Nigel Cunningham wrote:
> I've just given hibernation a go under 2.6.35, and at first I thought
> there was some sort of hang in freezing processes. The computer sat
> there for aaaaaages, apparently doing nothing. Switched from TuxOnIce to
> swsusp to see if it was specific to my code but no - the problem was
> there too. I used the nifty new kdb support to get a backtrace, which was:
> 
> get_swap_page_of_type
> discard_swap_cluster
> blk_dev_issue_discard
> wait_for_completion
> 
> Adding a printk in discard swap cluster gives the following:
> 
> [   46.758330] Discarding 256 pages from bdev 800003 beginning at page 640377.
> [   47.003363] Discarding 256 pages from bdev 800003 beginning at page 640633.
> [   47.246514] Discarding 256 pages from bdev 800003 beginning at page 640889.
> 
> ...
> 
> [  221.877465] Discarding 256 pages from bdev 800003 beginning at page 826745.
> [  222.121284] Discarding 256 pages from bdev 800003 beginning at page 827001.
> [  222.365908] Discarding 256 pages from bdev 800003 beginning at page 827257.
> [  222.610311] Discarding 256 pages from bdev 800003 beginning at page 827513.
> 
> So allocating 4GB of swap on my SSD now takes 176 seconds instead of
> virtually no time at all. (This code is completely unchanged from 2.6.34).
> 
> I have a couple of questions:
> 
> 1) As far as I can see, there haven't been any changes in mm/swapfile.c
> that would cause this slowdown, so something in the block layer has
> (from my point of view) regressed.

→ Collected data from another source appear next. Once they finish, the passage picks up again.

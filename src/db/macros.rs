//! Database dispatch macros for reducing code duplication.
//!
//! `sqlx` pools are typed per backend, so a statement that reads the same for
//! PostgreSQL and SQLite still has to be compiled once per pool type. These
//! macros expand the match over `DbPool` at compile time.

/// Macro for generating database dispatch match arms.
///
/// Two forms are accepted: explicit arms per variant, or a single body that is
/// repeated for every variant with the pool bound to the given name.
///
/// # Example
///
/// ```ignore
/// impl_db_dispatch!(pool, {
///     Postgres(p) => do_postgres(p),
///     SQLite(p) => do_sqlite(p),
/// });
///
/// impl_db_dispatch!(pool, |p| sqlx::query(sql).execute(p).await?);
/// ```
#[macro_export]
macro_rules! impl_db_dispatch {
    ($pool:expr, { $($variant:ident($p:ident) => $body:expr),+ $(,)? }) => {
        match $pool {
            $(
                $crate::db::pool::DbPool::$variant($p) => $body,
            )+
        }
    };
    ($pool:expr, |$p:ident| $body:expr) => {
        match $pool {
            $crate::db::pool::DbPool::Postgres($p) => $body,
            $crate::db::pool::DbPool::SQLite($p) => $body,
        }
    };
}

#[cfg(test)]
mod tests {
    use crate::db::pool::DbPool;
    use sqlx::sqlite::SqlitePoolOptions;

    fn backend_name(pool: &DbPool) -> &'static str {
        impl_db_dispatch!(pool, {
            Postgres(_p) => "postgres",
            SQLite(_p) => "sqlite",
        })
    }

    #[tokio::test]
    async fn test_dispatch_forms() {
        let pool = DbPool::SQLite(
            SqlitePoolOptions::new()
                .max_connections(1)
                .connect("sqlite::memory:")
                .await
                .unwrap(),
        );
        assert_eq!(backend_name(&pool), "sqlite");

        let one: i64 = impl_db_dispatch!(&pool, |p| sqlx::query_scalar("SELECT 1")
            .fetch_one(p)
            .await
            .unwrap());
        assert_eq!(one, 1);
        pool.close().await;
    }
}
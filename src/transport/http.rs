//! HTTP transport for the connection registry.
//!
//! Binds the listener, serves the router until SIGINT/SIGTERM, then closes the
//! database pool.

use crate::error::{RegistryError, RegistryResult};
use crate::handlers::{self, AppState};
use std::sync::Arc;
use std::time::Duration;
use tokio::net::TcpListener;
use tokio::signal;
use tracing::{error, info, warn};

/// In-flight requests get this long to finish after a shutdown signal.
const GRACEFUL_TIMEOUT: Duration = Duration::from_secs(30);

pub struct HttpTransport {
    state: Arc<AppState>,
    bind_addr: String,
}

impl HttpTransport {
    /// `bind_addr` is a `host:port` pair.
    pub fn new(state: Arc<AppState>, bind_addr: impl Into<String>) -> Self {
        Self {
            state,
            bind_addr: bind_addr.into(),
        }
    }

    /// Serve requests until a shutdown signal arrives.
    pub async fn run(&self) -> RegistryResult<()> {
        let bind_addr = self.bind_addr.as_str();
        let app = handlers::router(self.state.clone());

        let listener = TcpListener::bind(bind_addr).await.map_err(|e| {
            RegistryError::connection(
                format!("Failed to bind to {}: {}", bind_addr, e),
                "Check that the port is available",
            )
        })?;

        info!(addr = %bind_addr, "Server running");

        let shutdown_notify = Arc::new(tokio::sync::Notify::new());
        let shutdown_notify_clone = shutdown_notify.clone();

        let shutdown_signal = async move {
            wait_for_signal().await;
            shutdown_notify_clone.notify_one();
        };

        let server = axum::serve(listener, app).with_graceful_shutdown(shutdown_signal);

        // Race between: server draining normally vs timeout/second signal after shutdown
        tokio::select! {
            result = server => {
                match result {
                    Ok(()) => info!("HTTP server stopped"),
                    Err(e) => {
                        error!(error = %e, "HTTP server error");
                        self.state.registry.close().await;
                        return Err(RegistryError::internal(format!(
                            "HTTP server error: {}",
                            e
                        )));
                    }
                }
            }
            _ = async {
                shutdown_notify.notified().await;
                info!(
                    timeout_secs = GRACEFUL_TIMEOUT.as_secs(),
                    "Waiting for requests to finish (send signal again to force exit)..."
                );

                tokio::select! {
                    _ = tokio::time::sleep(GRACEFUL_TIMEOUT) => {
                        warn!("Graceful shutdown timeout, forcing exit");
                    }
                    _ = wait_for_signal() => {
                        warn!("Received second signal, forcing immediate exit");
                    }
                }
            } => {}
        }

        self.state.registry.close().await;
        Ok(())
    }
}

/// Wait for a shutdown signal (SIGINT or SIGTERM).
async fn wait_for_signal() {
    let ctrl_c = async {
        if let Err(e) = signal::ctrl_c().await {
            error!(error = %e, "Failed to listen for SIGINT");
            std::future::pending::<()>().await;
        }
    };

    #[cfg(unix)]
    let terminate = async {
        match signal::unix::signal(signal::unix::SignalKind::terminate()) {
            Ok(mut sig) => {
                sig.recv().await;
            }
            Err(e) => {
                error!(error = %e, "Failed to install SIGTERM handler");
                std::future::pending::<()>().await;
            }
        }
    };

    #[cfg(not(unix))]
    let terminate = std::future::pending::<()>();

    tokio::select! {
        _ = ctrl_c => info!("Received SIGINT"),
        _ = terminate => info!("Received SIGTERM"),
    }
}

#[cfg(test)]
mod tests {
    use super::*;
    use crate::db::{ConnectionRegistry, DbPool, TableName};
    use sqlx::sqlite::SqlitePoolOptions;

    async fn state() -> Arc<AppState> {
        let pool = SqlitePoolOptions::new()
            .max_connections(1)
            .connect("sqlite::memory:")
            .await
            .unwrap();
        let registry =
            ConnectionRegistry::new(DbPool::SQLite(pool), &TableName::parse("conexiones").unwrap());
        Arc::new(AppState::new(registry, false))
    }

    #[tokio::test]
    async fn test_http_transport_bind_failure() {
        let blocker = TcpListener::bind("127.0.0.1:0").await.unwrap();
        let addr = blocker.local_addr().unwrap();
        let transport = HttpTransport::new(state().await, addr.to_string());
        let result = transport.run().await;
        assert!(matches!(result, Err(RegistryError::Connection { .. })));
    }
}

Is this a known issue?

Perhaps ATA TRIM is enabled for this SSD in 2.6.35 but not in 2.6.34?
Or the discard code has been changed to issue many moderately sized ATA
TRIMs instead of a single huge one, and the former was much more optimal
for your particular SSD?

> 2) Why are we calling discard_swap_cluster anyway? The swap was unused
> and we're allocating it. I could understand calling it when freeing
> swap, but when allocating?

At the moment when the administrator creates swap space, the kernel can
assume that he has no use anymore for the data that may have existed
previously at this space.  Hence instruct the SSD's flash translation
layer to return all these blocks to the list of unused logical blocks
which do not have to be read and backed up whenever another logical
block within the same erase block is written to.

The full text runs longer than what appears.